Saturday, August 05, 2017

Airlift helicopter to be stationed at Bremerton National Airport (KPWT)



Airlift Northwest, which provides emergency medical air transport for Kitsap County, will station a helicopter at Bremerton National Airport for the first time on Aug. 15. 

Currently, when a trauma incident in Kitsap County requires a patient to be flown to Harborview Medical Center in Seattle, a helicopter comes over from Boeing Field in Seattle.

South Kitsap Fire and Rescue Deputy Chief Guy Dalrymple said the Boeing Field helicopter was flying across Puget Sound so often, Airlift Northwest felt it best to station an aircraft in West Sound.

Airlift Northwest averages three to four flights across the sound per day in the summer. Demand goes down in the winter, averaging one to two flights per day. 

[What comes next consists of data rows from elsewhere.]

//! Splitting one axis among siblings by proportion.

use egui::{Rect, pos2, vec2};

use crate::model::Orientation;

/// Tolerance below which a proportion sum counts as exactly one.
pub const PROPORTION_EPSILON: f64 = 1e-12;

/// One sibling along the layout axis.
#[derive(Clone, Copy, Debug, PartialEq)]
pub enum LayoutItem {
    /// `proportion` is NaN when unassigned. `min_size` is in points.
    Content { proportion: f64, min_size: f64 },
    Splitter { thickness: f64 },
}

impl LayoutItem {
    pub fn content(proportion: f64) -> Self {
        Self::Content {
            proportion,
            min_size: 0.0,
        }
    }

    pub fn is_splitter(&self) -> bool {
        matches!(self, Self::Splitter { .. })
    }
}

/// Fills unassigned proportions and rescales so they sum to one.
///
/// Unassigned (non-finite) entries share what the assigned ones leave. When nothing is left they
/// each get `1 / n` before the rescale. Negative entries count as zero.
pub fn normalize_proportions(proportions: &mut [f64]) {
    let n = proportions.len();
    if n == 0 {
        return;
    }

    let mut assigned_sum = 0.0;
    let mut unassigned = 0usize;
    for p in proportions.iter_mut() {
        if p.is_finite() {
            *p = p.max(0.0);
            assigned_sum += *p;
        } else {
            unassigned += 1;
        }
    }

    if unassigned > 0 {
        let remaining = 1.0 - assigned_sum;
        let share = if remaining > PROPORTION_EPSILON {
            remaining / unassigned as f64
        } else {
            1.0 / n as f64
        };
        for p in proportions.iter_mut().filter(|p| !p.is_finite()) {
            *p = share;
        }
    }

    let sum: f64 = proportions.iter().sum();
    if sum <= PROPORTION_EPSILON {
        proportions.fill(1.0 / n as f64);
    } else if (sum - 1.0).abs() > PROPORTION_EPSILON {
        for p in proportions.iter_mut() {
            *p /= sum;
        }
    }
}

/// Sizes along the layout axis, one per item.
///
/// Content proportions are normalized first; splitters keep their thickness. Content below its
/// minimum size borrows from siblings with slack, when the extent allows every minimum.
///
/// Returns `None` for a non-finite or negative extent.
pub fn layout_sizes(items: &[LayoutItem], extent: f64) -> Option<Vec<f64>> {
    if !extent.is_finite() || extent < 0.0 {
        return None;
    }
    if items.is_empty() {
        return Some(Vec::new());
    }

    let mut proportions: Vec<f64> = items
        .iter()
        .filter_map(|item| match item {
            LayoutItem::Content { proportion, .. } => Some(*proportion),
            LayoutItem::Splitter { .. } => None,
        })
        .collect();
    normalize_proportions(&mut proportions);

    let splitters: f64 = items
        .iter()
        .map(|item| match item {
            LayoutItem::Splitter { thickness } if thickness.is_finite() => thickness.max(0.0),
            _ => 0.0,
        })
        .sum();
    let remaining = (extent - splitters).max(0.0);

    let mut content_sizes: Vec<f64> = proportions.iter().map(|p| p * remaining).collect();
    let mins: Vec<f64> = items
        .iter()
        .filter_map(|item| match item {
            LayoutItem::Content { min_size, .. } if min_size.is_finite() => Some(min_size.max(0.0)),
            LayoutItem::Content { .. } => Some(0.0),
            LayoutItem::Splitter { .. } => None,
        })
        .collect();
    enforce_minimums(&mut content_sizes, &mins, remaining);

    let mut content = content_sizes.into_iter();
    Some(
        items
            .iter()
            .map(|item| match item {
                LayoutItem::Content { .. } => content.next().unwrap_or(0.0),
                LayoutItem::Splitter { thickness } => {
                    if thickness.is_finite() {
                        thickness.max(0.0).min(extent)
                    } else {
                        0.0
                    }
                }
            })
            .collect(),
    )
}

/// Raises sizes below their minimum, taking the deficit from siblings in proportion to their
/// slack. Does nothing when the minimums cannot all fit.
fn enforce_minimums(sizes: &mut [f64], mins: &[f64], remaining: f64) {
    let total_min: f64 = mins.iter().sum();
    if total_min > remaining || total_min <= 0.0 {
        return;
    }

    let deficit: f64 = sizes
        .iter()
        .zip(mins)
        .map(|(size, min)| (min - size).max(0.0))
        .sum();
    if deficit <= 0.0 {
        return;
    }

    let slack: f64 = sizes
        .iter()
        .zip(mins)
        .map(|(size, min)| (size - min).max(0.0))
        .sum();
    if slack <= 0.0 {
        return;
    }

    for (size, min) in sizes.iter_mut().zip(mins) {
        if *size < *min {
            *size = *min;
        } else {
            *size -= deficit * (*size - min) / slack;
        }
    }
}

/// Rectangles for `items` inside `bounds`, placed along `orientation`.
///
/// Returns `None` when `bounds` is not finite or has a negative size.
pub fn layout_rects(items: &[LayoutItem], orientation: Orientation, bounds: Rect) -> Option<Vec<Rect>> {
    if !bounds.is_finite() || bounds.width() < 0.0 || bounds.height() < 0.0 {
        return None;
    }
    let extent = f64::from(orientation.main(bounds.size()));
    let sizes = layout_sizes(items, extent)?;

    let mut cursor = 0.0f64;
    Some(
        sizes
            .into_iter()
            .map(|size| {
                let start = cursor;
                cursor += size;
                match orientation {
                    Orientation::Horizontal => Rect::from_min_size(
                        pos2(bounds.min.x + start as f32, bounds.min.y),
                        vec2(size as f32, bounds.height()),
                    ),
                    Orientation::Vertical => Rect::from_min_size(
                        pos2(bounds.min.x, bounds.min.y + start as f32),
                        vec2(bounds.width(), size as f32),
                    ),
                }
            })
            .collect(),
    )
}

/// Moves `delta` points of space from the sibling after a splitter to the sibling before it
/// (negative `delta` moves the other way).
///
/// `extent` is the content extent the proportions apply to (splitters excluded). The move is
/// clamped so neither side shrinks below its minimum. A side that is already smaller than its
/// minimum keeps its size as the floor instead of jumping to the minimum.
///
/// Returns the new `(before, after)` proportions.
pub fn apply_splitter_delta(
    before: f64,
    after: f64,
    delta: f64,
    extent: f64,
    min_before: f64,
    min_after: f64,
) -> (f64, f64) {
    if !(extent.is_finite() && extent > 0.0 && delta.is_finite()) {
        return (before, after);
    }
    let d = delta / extent;
    let lowest = (min_before / extent).min(before) - before;
    let highest = after - (min_after / extent).min(after);
    let d = d.max(lowest).min(highest);
    if d == 0.0 {
        return (before, after);
    }
    (before + d, after - d)
}
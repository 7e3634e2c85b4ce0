use egui::{Pos2, Rect, Vec2};

use crate::mdi::MdiProperties;

use super::types::{
    DockOperation, DockOperationMask, DockableId, DocumentLayout, Orientation, PinnedAlignment,
    WindowId,
};

/// Capability flags consulted by validation before any drag or mutation.
#[derive(Clone, Copy, Debug, PartialEq, Eq)]
#[cfg_attr(feature = "serde", derive(serde::Deserialize, serde::Serialize))]
pub struct DockCapabilities {
    pub can_close: bool,
    pub can_pin: bool,
    pub can_float: bool,
    pub can_drag: bool,
    pub can_drop: bool,
    /// A tool may be tabbed into a document dock.
    pub can_dock_as_document: bool,
}

impl Default for DockCapabilities {
    fn default() -> Self {
        Self {
            can_close: true,
            can_pin: true,
            can_float: true,
            can_drag: true,
            can_drop: true,
            can_dock_as_document: true,
        }
    }
}

/// Last-known bounds in the three coordinate spaces the presentation layer reports.
#[derive(Clone, Copy, Debug, Default, PartialEq)]
#[cfg_attr(feature = "serde", derive(serde::Deserialize, serde::Serialize))]
pub struct DockableBounds {
    pub visible: Option<Rect>,
    pub pinned: Option<Rect>,
    pub tab: Option<Rect>,
}

/// Back/forward stacks over previously active children of a container.
#[derive(Clone, Debug, Default, PartialEq, Eq)]
#[cfg_attr(feature = "serde", derive(serde::Deserialize, serde::Serialize))]
pub struct NavigationHistory {
    pub back: Vec<DockableId>,
    pub forward: Vec<DockableId>,
}

impl NavigationHistory {
    pub(crate) fn forget(&mut self, id: DockableId) {
        self.back.retain(|&x| x != id);
        self.forward.retain(|&x| x != id);
    }
}

/// Dockables pinned to the four edges of a root.
#[derive(Clone, Debug, Default, PartialEq, Eq)]
#[cfg_attr(feature = "serde", derive(serde::Deserialize, serde::Serialize))]
pub struct PinnedDockables {
    pub left: Vec<DockableId>,
    pub right: Vec<DockableId>,
    pub top: Vec<DockableId>,
    pub bottom: Vec<DockableId>,
}

impl PinnedDockables {
    pub fn side(&self, alignment: PinnedAlignment) -> &Vec<DockableId> {
        match alignment {
            PinnedAlignment::Left => &self.left,
            PinnedAlignment::Right => &self.right,
            PinnedAlignment::Top => &self.top,
            PinnedAlignment::Bottom => &self.bottom,
        }
    }

    pub fn side_mut(&mut self, alignment: PinnedAlignment) -> &mut Vec<DockableId> {
        match alignment {
            PinnedAlignment::Left => &mut self.left,
            PinnedAlignment::Right => &mut self.right,
            PinnedAlignment::Top => &mut self.top,
            PinnedAlignment::Bottom => &mut self.bottom,
        }
    }

    /// Which edge `id` is pinned to, if any.
    pub fn alignment_of(&self, id: DockableId) -> Option<PinnedAlignment> {
        [
            PinnedAlignment::Left,
            PinnedAlignment::Right,
            PinnedAlignment::Top,
            PinnedAlignment::Bottom,
        ]
        .into_iter()
        .find(|&a| self.side(a).contains(&id))
    }

    pub fn iter(&self) -> impl Iterator<Item = DockableId> + '_ {
        self.left
            .iter()
            .chain(&self.right)
            .chain(&self.top)
            .chain(&self.bottom)
            .copied()
    }
}

/// One floating top-level surface.
#[derive(Clone, Debug, PartialEq)]
#[cfg_attr(feature = "serde", derive(serde::Deserialize, serde::Serialize))]
pub struct DockWindow {
    pub id: WindowId,
    pub title: String,
    pub position: Pos2,
    pub size: Vec2,
    pub topmost: bool,
    /// The root dock laid out inside this window.
    pub layout: DockableId,
    /// Opaque handle of the presentation surface hosting this window.
    pub host: Option<u64>,
}

impl DockWindow {
    pub fn rect(&self) -> Rect {
        Rect::from_min_size(self.position, self.size)
    }
}

/// State only a root dock carries.
#[derive(Clone, Debug, Default, PartialEq)]
#[cfg_attr(feature = "serde", derive(serde::Deserialize, serde::Serialize))]
pub struct RootState {
    /// Floating windows owned by this root. Only the main root owns windows.
    pub windows: Vec<DockWindow>,
    pub pinned: PinnedDockables,
    /// Pinned dockable currently shown on demand.
    pub pinned_preview: Option<DockableId>,
    pub hidden: Vec<DockableId>,
    /// Set when this root is the layout of a floating window.
    pub window: Option<WindowId>,
}

/// Container variants.
#[derive(Clone, Debug, PartialEq)]
#[cfg_attr(feature = "serde", derive(serde::Deserialize, serde::Serialize))]
pub enum DockKind {
    /// Splits space by proportion; children alternate with splitters.
    Proportional { orientation: Orientation },
    /// Children take their preferred pixel size along the axis; the last one fills.
    Pixel { orientation: Orientation },
    /// Tabbed group of tools.
    Tool { alignment: PinnedAlignment },
    /// Tabbed (or MDI) group of documents.
    Document { layout: DocumentLayout },
    /// Top-level container of a window.
    Root(Box<RootState>),
    Grid,
    Wrap { orientation: Orientation },
}

impl DockKind {
    pub fn is_tabbed(&self) -> bool {
        matches!(self, Self::Tool { .. } | Self::Document { .. })
    }

    pub fn is_root(&self) -> bool {
        matches!(self, Self::Root(_))
    }

    pub fn proportional_orientation(&self) -> Option<Orientation> {
        match self {
            Self::Proportional { orientation } => Some(*orientation),
            _ => None,
        }
    }

    /// Operations a container of this kind accepts unless configured otherwise.
    pub fn default_allowed_operations(&self) -> DockOperationMask {
        match self {
            Self::Document {
                layout: DocumentLayout::Mdi,
            } => DockOperationMask::only(&[DockOperation::Fill, DockOperation::Window]),
            Self::Root(_) => DockOperationMask::ALL.without(DockOperation::Fill),
            _ => DockOperationMask::ALL,
        }
    }
}

/// A dockable that owns other dockables.
#[derive(Clone, Debug, PartialEq)]
#[cfg_attr(feature = "serde", derive(serde::Deserialize, serde::Serialize))]
pub struct DockContainer {
    pub kind: DockKind,
    /// Ordered, duplicate-free. Order is the visual/tab order.
    pub visible: Vec<DockableId>,
    pub active: Option<DockableId>,
    pub focused: Option<DockableId>,
    pub history: NavigationHistory,
    pub can_close_last_dockable: bool,
    /// Pruned from its owner when it becomes empty.
    pub is_collapsable: bool,
    pub allowed_operations: DockOperationMask,
}

impl DockContainer {
    pub fn new(kind: DockKind) -> Self {
        let allowed_operations = kind.default_allowed_operations();
        let is_collapsable = !kind.is_root();
        Self {
            kind,
            visible: Vec::new(),
            active: None,
            focused: None,
            history: NavigationHistory::default(),
            can_close_last_dockable: true,
            is_collapsable,
            allowed_operations,
        }
    }

    pub fn index_of(&self, id: DockableId) -> Option<usize> {
        self.visible.iter().position(|&x| x == id)
    }

    pub fn root_state(&self) -> Option<&RootState> {
        match &self.kind {
            DockKind::Root(state) => Some(state),
            _ => None,
        }
    }

    pub fn root_state_mut(&mut self) -> Option<&mut RootState> {
        match &mut self.kind {
            DockKind::Root(state) => Some(state),
            _ => None,
        }
    }
}

/// A splitter pseudo-child between two proportional siblings.
#[derive(Clone, Copy, Debug, PartialEq)]
#[cfg_attr(feature = "serde", derive(serde::Deserialize, serde::Serialize))]
pub struct Splitter {
    pub thickness: f32,
    pub can_resize: bool,
}

/// What a dockable is.
#[derive(Clone, Debug, PartialEq)]
#[cfg_attr(feature = "serde", derive(serde::Deserialize, serde::Serialize))]
pub enum DockableKind {
    Tool,
    Document,
    Splitter(Splitter),
    Dock(DockContainer),
}

/// Anything placed in the layout.
#[derive(Clone, Debug, PartialEq)]
#[cfg_attr(feature = "serde", derive(serde::Deserialize, serde::Serialize))]
pub struct Dockable<C> {
    pub id: DockableId,
    pub title: String,
    /// Opaque user data. Engine-created containers carry `None`.
    pub context: Option<C>,
    /// Container currently listing this dockable. Lookup only.
    pub owner: Option<DockableId>,
    /// Where to go back to after float/pin/hide.
    pub original_owner: Option<DockableId>,
    pub capabilities: DockCapabilities,
    pub dock_group: Option<String>,
    /// Share along the owner's axis in `[0, 1]`, or NaN when unassigned.
    pub proportion: f64,
    /// Overrides [`crate::DockOptions::default_min_size`] for splitter drags.
    pub min_size: Option<f64>,
    /// Size along the axis inside a pixel dock.
    pub preferred_size: Option<f32>,
    pub bounds: DockableBounds,
    pub mdi: MdiProperties,
    pub kind: DockableKind,
}

impl<C> Dockable<C> {
    pub(crate) fn new(id: DockableId, kind: DockableKind, title: String, context: Option<C>) -> Self {
        Self {
            id,
            title,
            context,
            owner: None,
            original_owner: None,
            capabilities: DockCapabilities::default(),
            dock_group: None,
            proportion: f64::NAN,
            min_size: None,
            preferred_size: None,
            bounds: DockableBounds::default(),
            mdi: MdiProperties::default(),
            kind,
        }
    }

    pub fn is_splitter(&self) -> bool {
        matches!(self.kind, DockableKind::Splitter(_))
    }

    pub fn is_leaf(&self) -> bool {
        matches!(self.kind, DockableKind::Tool | DockableKind::Document)
    }

    pub fn is_document(&self) -> bool {
        matches!(self.kind, DockableKind::Document)
    }

    pub fn container(&self) -> Option<&DockContainer> {
        match &self.kind {
            DockableKind::Dock(dock) => Some(dock),
            _ => None,
        }
    }

    pub fn container_mut(&mut self) -> Option<&mut DockContainer> {
        match &mut self.kind {
            DockableKind::Dock(dock) => Some(dock),
            _ => None,
        }
    }

    pub fn splitter(&self) -> Option<Splitter> {
        match self.kind {
            DockableKind::Splitter(splitter) => Some(splitter),
            _ => None,
        }
    }

    pub fn has_proportion(&self) -> bool {
        self.proportion.is_finite()
    }
}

Dalrymple said airlift response times from the new location could drop to as low as seven minutes, as opposed to 20 minutes from Seattle. That's critical given what first responders call the "golden hour" -— patients' odds of survival increase significantly if they are transported to a hospital in less than an hour.

Airlift Northwest will staff the new Bremerton location with 12 nurses, four pilots and one mechanic. The employees will mainly commute from Seattle but some have moved closer. They will take 24-hour shifts each.  

Burn patients, trauma victims and other people with critical injuries are often taken to Harborview, the region's only level one trauma center. 

Patients with heart and other health problem are typically taken to Harrison Medical Center or other local hospitals. Brenda Nelson, chief flight nurse for Airlift Northwest, said every case is different.

“It’s depending on what traffic is like or if the bridge is open,” Nelson said. “People on ground or physicians decide where the patients will go. If it’s an unknown destination we'll figure it out when we get on the ground.”

Dalrymple said atmospheric conditions have previously caused problems for airlift helicopters stationed in Seattle.

“If it’s foggy over the water it’s difficult to know what the conditions are over here,” he said.

Dalrymple recalls an incident this year when a trauma patient was taken to Seattle by ambulance when a helicopter probably could have done the job.

“We had an incident where a critical patient from a collision needed to get to Harborview and initially they said they would be there in 20 minutes but they thought there was fog in the landing zone even though there wasn’t,” he said.

The aircraft can cover a 150-mile radius, which reaches all the way to the coast.

“This will improve operations in the peninsula and Mason County significantly,” Dalrymple said.